Great tits living in urban areas fight off more infections than their rural cousins. Image Credit - CC BY-SA 4.0
Great tits living in urban areas fight off more infections than their rural cousins. Image Credit – CC BY-SA 4.0

Weeded out
Those with the shortest telomeres were less able to cope with urban stresses and died before reaching adulthood. Paradoxically, that meant that adult great tits in the city were likely to be stronger than the average forest adult because the weaker ones had been weeded out.

‘It’s only the birds of really good quality that are able to actually survive the nestling period in the city,’ said Dr Watson.’ In fact, the researchers think that while multiple stressors in the city are wiping out younger, weaker birds, they may not be of much consequence during adult life for those tough enough to make it that far.

Urban living may also mean that the social structures that served a species well in the natural habitat have become no longer necessary or even harmful.

House sparrows in the wild, for example, compete with each other for food according to a dominance hierarchy that is determined largely by size. But in cities, there are two key differences – food is more abundant and house sparrows are smaller, possibly because they don’t need to store body fat since winters are milder. Either factor could undermine the way they normally compete for food.

Likewise, house sparrows are known for the way they cooperate to mob potential predators. But when the danger shifts from a bird of prey to a cat or dog, this behaviour could become redundant.

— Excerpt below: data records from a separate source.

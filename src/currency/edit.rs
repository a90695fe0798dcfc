//! Currency update endpoints.

use axum::{
    Json,
    extract::{State, rejection::JsonRejection},
};

use crate::{
    Error,
    currency::{Currency, CurrencyFormData, CurrencyId, CurrencyState, get_currency, update_currency},
    db::lock_connection,
    extract::Path,
    validation::WriteMode,
};

/// Replace a currency's fields (PUT).
pub async fn update_currency_endpoint(
    Path(currency_id): Path<CurrencyId>,
    State(state): State<CurrencyState>,
    payload: Result<Json<CurrencyFormData>, JsonRejection>,
) -> Result<Json<Currency>, Error> {
    edit_currency(currency_id, state, payload, WriteMode::Replace)
}

/// Update some of a currency's fields (PATCH).
pub async fn partial_update_currency_endpoint(
    Path(currency_id): Path<CurrencyId>,
    State(state): State<CurrencyState>,
    payload: Result<Json<CurrencyFormData>, JsonRejection>,
) -> Result<Json<Currency>, Error> {
    edit_currency(currency_id, state, payload, WriteMode::Patch)
}

fn edit_currency(
    currency_id: CurrencyId,
    state: CurrencyState,
    payload: Result<Json<CurrencyFormData>, JsonRejection>,
    mode: WriteMode,
) -> Result<Json<Currency>, Error> {
    let Json(form) = payload?;
    let connection = lock_connection(&state.db_connection)?;

    let stored = get_currency(currency_id, &connection)?;
    let currency = form.validate(Some(&stored), mode)?;

    update_currency(currency_id, currency, &connection)
        .inspect_err(|error| tracing::warn!("Could not update currency {currency_id}: {error}"))
        .map(Json)
}

#[cfg(test)]
mod edit_currency_endpoint_tests {
    use axum::http::StatusCode;
    use serde_json::json;

    use crate::{
        currency::get_currency,
        endpoints::{self, format_endpoint},
        test_utils::{create_test_currency, get_test_server, get_test_state},
    };

    #[tokio::test]
    async fn put_replaces_currency() {
        let state = get_test_state();
        let currency = create_test_currency(&state.db_connection.lock().unwrap());
        let server = get_test_server(state.clone());

        let response = server
            .put(&format_endpoint(endpoints::CURRENCY, currency.id))
            .json(&json!({ "name": "Macedonian denar", "code": "MKD", "symbol": "ден" }))
            .await;

        response.assert_status_ok();
        response.assert_json(&json!({ "name": "Macedonian denar", "code": "MKD", "symbol": "ден" }));
        let stored = get_currency(currency.id, &state.db_connection.lock().unwrap()).unwrap();
        assert_eq!(stored.code, "MKD");
    }

    #[tokio::test]
    async fn patch_updates_symbol_only() {
        let state = get_test_state();
        let currency = create_test_currency(&state.db_connection.lock().unwrap());
        let server = get_test_server(state);

        let response = server
            .patch(&format_endpoint(endpoints::CURRENCY, currency.id))
            .json(&json!({ "symbol": "£" }))
            .await;

        response.assert_status_ok();
        response.assert_json(&json!({
            "name": currency.name,
            "code": currency.code,
            "symbol": "£",
        }));
    }

    #[tokio::test]
    async fn put_unknown_currency_returns_not_found() {
        let server = get_test_server(get_test_state());

        let response = server
            .put(&format_endpoint(endpoints::CURRENCY, 999))
            .json(&json!({ "name": "Euro", "code": "EUR" }))
            .await;

        response.assert_status(StatusCode::NOT_FOUND);
    }
}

With their numbers in decline, but still strong at as many as 1.3 billion globally, their toughness, aggression and ability to survive around humans suggests they seem to do well in urban areas.

Dr Lyanne Brouwer, an animal ecologist at Radboud University Nijmegen in the Netherlands, is studying house sparrows in a variety of urban habitats as they engage in their cooperative and competitive behaviours in a project called UrbanBird, which runs until 2020. She is using observations gathered by ordinary people, as well as her own field work to understand the causes and longterm effects of any behavioural change in the way house sparrows interact with each other. Ultimately this could help predict how urbanisation could affect other species and biodiversity.

‘It’s really interesting to see that all the factors that could affect social behaviour, like for example food availability or the predators that are around, are all very different in cities – so how would that affect these social behaviours? It turns out there is basically nothing known about how such behaviours change in cities,’ she said.

The research in this article was funded by the EU.